A vicious six-month repricing has rattled investor nerves but has done little to make the US stock market cheap. An exception is small caps. And yet that’s the group that traders are bailing from the fastest as the threat of a recession looms.
The $49.3 billion iShares Russell 2000 ETF (ticker IWM), which tracks its namesake index of small-cap stocks, has lost over $4.3 billion year-to-date. This includes nine days of outflows in the last 10 sessions. Meanwhile, Charles Schwab’s $12.5 billion US Small-Cap ETF (SCHA) was drained of $309.9 million in Wednesday’s session, it’s largest one-day decrease since September 2021, according to data compiled by Bloomberg.
For bulls searching for signals that the worst is over, the exodus from smaller companies is ominous because the group is traditionally viewed as the most exposed to the domestic economy. The signal hits harder considering that among indexes kept by S&P, those firms trade as much as 25% cheaper than the rest of the market.
“Whenever there were headlines that a recovery was in play and all of a sudden all the case counts went down, the first stocks to rebound were the small caps,” Victoria Fernandez, chief market strategist at Crossmark Global Investments, said by phone. “I think you would see the reverse as people fear a recession.”
Smaller companies have been hit hard by this year’s selloff. The Russell 2000 Index has fallen as much as 32% from its recent high, compared with about 23% in the S&P 500 and 19% in the Dow Jones Industrial Average. Only the Nasdaq 100, whose valuation bloat has been widely chronicled, has suffered a comparable drop.
Even niche funds that have held up are losing money. The $110 million Invesco S&P SmallCap Energy ETF (PSCE) which has benefited from the run up of fuel costs that came as a result of Russia’s invasion of Ukraine, rose over 14% year-to-date. While it is one of a few positive small-cap funds in a sea of red, investors this year still yanked $11.4 million from the fund.

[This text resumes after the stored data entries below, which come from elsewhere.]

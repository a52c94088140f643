/// Linear undo/redo stack of immutable snapshots.
///
/// Always holds at least the baseline snapshot; `cursor` indexes the current
/// one. Committing drops everything after the cursor.
#[derive(Clone, Debug)]
pub struct History<T> {
    snapshots: Vec<T>,
    cursor: usize,
    limit: Option<usize>,
}

impl<T> History<T> {
    pub fn new(baseline: T) -> Self {
        Self {
            snapshots: vec![baseline],
            cursor: 0,
            limit: None,
        }
    }

    /// Keep at most `limit` snapshots (at least 1), discarding the oldest.
    pub fn with_limit(baseline: T, limit: usize) -> Self {
        Self {
            snapshots: vec![baseline],
            cursor: 0,
            limit: Some(limit.max(1)),
        }
    }

    pub fn current(&self) -> &T {
        &self.snapshots[self.cursor]
    }

    pub fn commit(&mut self, snapshot: T) {
        self.snapshots.truncate(self.cursor + 1);
        self.snapshots.push(snapshot);
        if let Some(limit) = self.limit {
            if self.snapshots.len() > limit {
                let excess = self.snapshots.len() - limit;
                self.snapshots.drain(..excess);
            }
        }
        self.cursor = self.snapshots.len() - 1;
    }

    pub fn undo(&mut self) -> bool {
        if self.cursor == 0 {
            return false;
        }
        self.cursor -= 1;
        true
    }

    pub fn redo(&mut self) -> bool {
        if self.cursor + 1 >= self.snapshots.len() {
            return false;
        }
        self.cursor += 1;
        true
    }

    pub fn can_undo(&self) -> bool {
        self.cursor > 0
    }

    pub fn can_redo(&self) -> bool {
        self.cursor + 1 < self.snapshots.len()
    }

    /// Number of retained snapshots, baseline included.
    pub fn depth(&self) -> usize {
        self.snapshots.len()
    }
}

#[cfg(test)]
mod tests {
    use super::*;

    #[test]
    fn undo_redo_walks_the_stack() {
        let mut h = History::new(0);
        h.commit(1);
        h.commit(2);
        assert_eq!(*h.current(), 2);
        assert!(h.undo());
        assert!(h.undo());
        assert_eq!(*h.current(), 0);
        assert!(!h.undo());
        assert!(h.redo());
        assert_eq!(*h.current(), 1);
    }

    #[test]
    fn commit_truncates_redo_branch() {
        let mut h = History::new("a");
        h.commit("b");
        h.commit("c");
        h.undo();
        h.undo();
        h.commit("d");
        assert!(!h.can_redo());
        assert_eq!(h.depth(), 2);
        assert!(h.undo());
        assert_eq!(*h.current(), "a");
    }

    #[test]
    fn limit_drops_oldest() {
        let mut h = History::with_limit(0, 3);
        for i in 1..=5 {
            h.commit(i);
        }
        assert_eq!(h.depth(), 3);
        assert!(h.undo());
        assert!(h.undo());
        assert!(!h.undo());
        assert_eq!(*h.current(), 3);
    }
}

“You watch small-cap flows to see how people are betting on a recession, and I would naturally assume small caps to be hurt the worst if people thought there was going to be one,” said Eric Balchunas, an ETF analyst for Bloomberg Intelligence.
But there’s a glimmer of hope for those brave enough to ride out the bear-market volatility. The Russell 2000 tends to hit a bottom before a recession is over, according to BI analyst Michael Casper. This means that if a recession is currently underway, the bottoming process may have already begun. The Russell 2000 also tends to outperform the S&P 500 after it hits a trough during a bear market, he said.
“It does take some time to recover those prior highs, but usually as sentiment recovers, small caps are the first things to bounce back,” Casper says.